“But the Good Lord always gives us another chance, don’t he?”
-Coach Big
Here were are again, back in the tangled thicket of history, race, sex, sports, ribs and morality that populate the literate and powerful Southern Bastards. At the start of a new story arc, we meet Sheriff Hardy, who we learn was one of Coach Boss’s football players in his younger years, and is now brought in to investigate the death of Coach Big, from last issue. Hardy, like so many of the characters in this book, is a man in search of redemption, or at least trying to make peace with the past. Way back when this series started, Earl Tubbs was trying to do a similar thing. The second story arc, concerning Coach Boss, showed us a character uninterested in redemption and more interested in gaining and keeping power. Boss is certainly here as well, as he plays a vital part in Hardy’s story. But issue #9 has a poetic and confessional quality that truly combines the strengths of the first two arcs, and promises that Hardy’s story will be as interesting as any that came before.
The subtitle for this arc is “The One Who Never Got Away,” and that’s really the essential difference between Earl Tubbs and Hardy. They’re both of the same generation, both suffered at the hands of Coach Boss, both struggled with their identity, but somehow in all of that, Tubbs managed to get out of town and make a life for himself. Hardy had similar opportunities (not in Vietnam, but in football) and for reasons vividly portrayed in this issue, didn’t capitalize on them. The way that the past pulls and tortures Hardy and how much it informs his present is quite effectively presented here. There’s a sense of the past a living thing, something that can act in the present to torture and aggravate and most of all haunt a person and prevent them from living fully in the present. The death of Coach Big, and Coach Boss’s instructions about how it should be investigated, bring the past and the present together in a profoundly uncomfortable way for Hardy, which seems quite distinctly southern.
The Past is all over this street image from Southern Bastards
This is a man who has made questionable choices and placed his loyalty in questionable places, fighting for questionably causes. That sentence could just as easily be written about any given Rebel soldier in the Civil War, or any person from that deeply stratified culture upholding problematic values, particularly with regards to race. In a way, that sense of guilt by association and of playing a part while local forces build themselves into some sort of Medieval fiefdom applies to almost every adult character in Southern Bastards. The exceptions – Earl Tubbs, Coach Boss, survived because they either got out of it or made themselves the King of it. Everyone else had to play their part, which works out fine for a person without a conscience who happily submits to authority. Hardy is not one of those people. But he’s also not strong willed enough to completely break with the established order. He’s trapped, and in this issue, he feels that acutely.
That’s the story and the emotional stakes, but the style of Southern Bastards is equally compelling. The image of the overgrown tree is still the watermark of the comic, and serves to remind us that we’re talking about something organic and powerful but also vulnerable in southern culture. The characters are often presented in the Western style, drawn from a low angle, as Hardy is here in an early panel.
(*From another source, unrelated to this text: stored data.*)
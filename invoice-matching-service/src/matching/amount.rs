//! Monetary normalisation and the shared settlement tolerance.

use rust_decimal::prelude::FromPrimitive;
use rust_decimal::{Decimal, RoundingStrategy};
use serde_json::Value;
use std::str::FromStr;

/// Two amounts within this distance are the same amount. Every exactness and
/// settlement decision in the engine goes through [`approx_equal`] or
/// [`is_negligible`] with this value.
pub const AMOUNT_EPSILON: Decimal = Decimal::from_parts(1, 0, 0, false, 2);

/// Funding percentage at which a subscription counts as fully funded.
pub const FUNDED_RATIO_THRESHOLD: Decimal = Decimal::from_parts(9999, 0, 0, false, 2);

/// Parse a loosely-typed amount. Numbers and numeric strings are accepted;
/// anything else (null, booleans, garbage) becomes zero.
pub fn to_amount(value: &Value) -> Decimal {
    match value {
        Value::Number(n) => n
            .as_i64()
            .map(Decimal::from)
            .or_else(|| n.as_u64().map(Decimal::from))
            .or_else(|| n.as_f64().and_then(Decimal::from_f64))
            .unwrap_or(Decimal::ZERO),
        Value::String(s) => parse_amount_str(s),
        _ => Decimal::ZERO,
    }
}

/// [`to_amount`] for an optional field.
pub fn to_amount_opt(value: Option<&Value>) -> Decimal {
    value.map(to_amount).unwrap_or(Decimal::ZERO)
}

fn parse_amount_str(s: &str) -> Decimal {
    let trimmed = s.trim();
    Decimal::from_str(trimmed)
        .or_else(|_| Decimal::from_scientific(trimmed))
        .unwrap_or(Decimal::ZERO)
}

/// Round to cents, halves away from zero.
pub fn round2(amount: Decimal) -> Decimal {
    amount.round_dp_with_strategy(2, RoundingStrategy::MidpointAwayFromZero)
}

pub fn approx_equal(a: Decimal, b: Decimal) -> bool {
    (a - b).abs() <= AMOUNT_EPSILON
}

/// True when the amount is zero for settlement purposes (including negatives).
pub fn is_negligible(amount: Decimal) -> bool {
    amount <= AMOUNT_EPSILON
}

#[cfg(test)]
mod tests {
    use super::*;
    use rust_decimal_macros::dec;
    use serde_json::json;

    #[test]
    fn epsilon_is_one_cent() {
        assert_eq!(AMOUNT_EPSILON, dec!(0.01));
        assert_eq!(FUNDED_RATIO_THRESHOLD, dec!(99.99));
    }

    #[test]
    fn to_amount_accepts_numbers_and_numeric_strings() {
        assert_eq!(to_amount(&json!(1000)), dec!(1000));
        assert_eq!(to_amount(&json!(12.5)), dec!(12.5));
        assert_eq!(to_amount(&json!("400.25")), dec!(400.25));
        assert_eq!(to_amount(&json!(" 75 ")), dec!(75));
    }

    #[test]
    fn to_amount_degrades_to_zero() {
        assert_eq!(to_amount(&Value::Null), Decimal::ZERO);
        assert_eq!(to_amount(&json!("abc")), Decimal::ZERO);
        assert_eq!(to_amount(&json!(true)), Decimal::ZERO);
        assert_eq!(to_amount(&json!({"amount": 5})), Decimal::ZERO);
        assert_eq!(to_amount_opt(None), Decimal::ZERO);
    }

    #[test]
    fn round2_rounds_half_away_from_zero() {
        assert_eq!(round2(dec!(10.005)), dec!(10.01));
        assert_eq!(round2(dec!(10.004)), dec!(10.00));
        assert_eq!(round2(dec!(99.999)), dec!(100.00));
    }

    #[test]
    fn approx_equal_uses_cent_tolerance() {
        assert!(approx_equal(dec!(100.00), dec!(100.01)));
        assert!(approx_equal(dec!(100.01), dec!(100.00)));
        assert!(!approx_equal(dec!(100.00), dec!(100.02)));
        assert!(is_negligible(dec!(0.01)));
        assert!(is_negligible(dec!(-5)));
        assert!(!is_negligible(dec!(0.02)));
    }
}
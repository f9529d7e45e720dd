use axum::{
    extract::{MatchedPath, Request},
    middleware::Next,
    response::Response,
};
use metrics::{counter, histogram};
use std::time::Instant;

/// Per-route request counter and latency histogram.
///
/// Uses the matched route template rather than the raw path so that ids in
/// the URL do not explode label cardinality.
pub async fn metrics_middleware(req: Request, next: Next) -> Response {
    let start = Instant::now();
    let method = req.method().to_string();
    let path = req
        .extensions()
        .get::<MatchedPath>()
        .map(|p| p.as_str().to_string())
        .unwrap_or_else(|| req.uri().path().to_string());

    let response = next.run(req).await;

    let duration = start.elapsed();
    let status = response.status().as_u16().to_string();

    let labels = [("method", method), ("path", path), ("status", status)];

    counter!("http_requests_total", &labels).increment(1);
    histogram!("http_request_duration_seconds", &labels).record(duration.as_secs_f64());

    response
}
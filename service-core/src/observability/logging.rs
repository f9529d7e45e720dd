use opentelemetry::KeyValue;
use opentelemetry_otlp::WithExportConfig;
use opentelemetry_sdk::{Resource, runtime, trace as sdktrace};
use tracing_subscriber::{layer::SubscriberExt, util::SubscriberInitExt};

/// Install the global subscriber: env filter, JSON log lines, and an OTLP span
/// exporter when an endpoint is configured.
///
/// Without an endpoint the service still logs; spans simply stay local.
pub fn init_tracing(service_name: &str, log_level: &str, otlp_endpoint: Option<&str>) {
    let env_filter = tracing_subscriber::EnvFilter::try_from_default_env()
        .unwrap_or_else(|_| tracing_subscriber::EnvFilter::new(log_level));

    let fmt_layer = tracing_subscriber::fmt::layer()
        .with_file(true)
        .with_line_number(true)
        .json()
        .flatten_event(true);

    let telemetry = otlp_endpoint.and_then(|endpoint| {
        let otlp_exporter = opentelemetry_otlp::new_exporter()
            .tonic()
            .with_endpoint(endpoint);

        match opentelemetry_otlp::new_pipeline()
            .tracing()
            .with_exporter(otlp_exporter)
            .with_trace_config(sdktrace::config().with_resource(Resource::new(vec![
                KeyValue::new("service.name", service_name.to_string()),
            ])))
            .install_batch(runtime::Tokio)
        {
            Ok(tracer) => Some(tracing_opentelemetry::layer().with_tracer(tracer)),
            Err(e) => {
                eprintln!(
                    "Failed to initialize OTLP tracer for service '{}' at endpoint '{}': {}",
                    service_name, endpoint, e
                );
                None
            }
        }
    });

    tracing_subscriber::registry()
        .with(env_filter)
        .with(telemetry)
        .with(fmt_layer)
        .init();
}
Welles used that angle a great deal, as it imbues the characters with a mythic resonance by mimicking and subconsciously recalling how we see adults as children. By contrast, the shots of the deceased Coach Big are generally from a high angle, as if he were looking down on himself from the afterlife, or a scene in a bank security vault is also shown from a high angle, as if from a security camera. And there’s the use of shadow and dark, deep texture, and the sharp angles of the characters blending with uncomfortably realistic blood. The southern Gothic has rarely been presented so effectively. A sequence set at a “tailgate” party, lit only by car headlights, also milks every gradation of shadow and texture in a cinematic way.
Memories are often presented here as snapshots, of perfectly composed moments with vivid dialogue, pared down to the essentials, which is wonderful. That’s how many of our most vivid memories eventually become. For Hardy, and for many of the adult characters in Southern Bastards, the past is a place to which someone can retreat. A time of possibilities, and of power and potential. This is no doubt the way some southerners view their collective past. The “Lost Cause” myth innervates all aspects of the culture. Order and authority in the present, greatness far in the past. And since this is only the first issue of Sheriff Hardy’s arc, we can be assured of more of this superb, literate, cinematic comics storytelling as the series continues.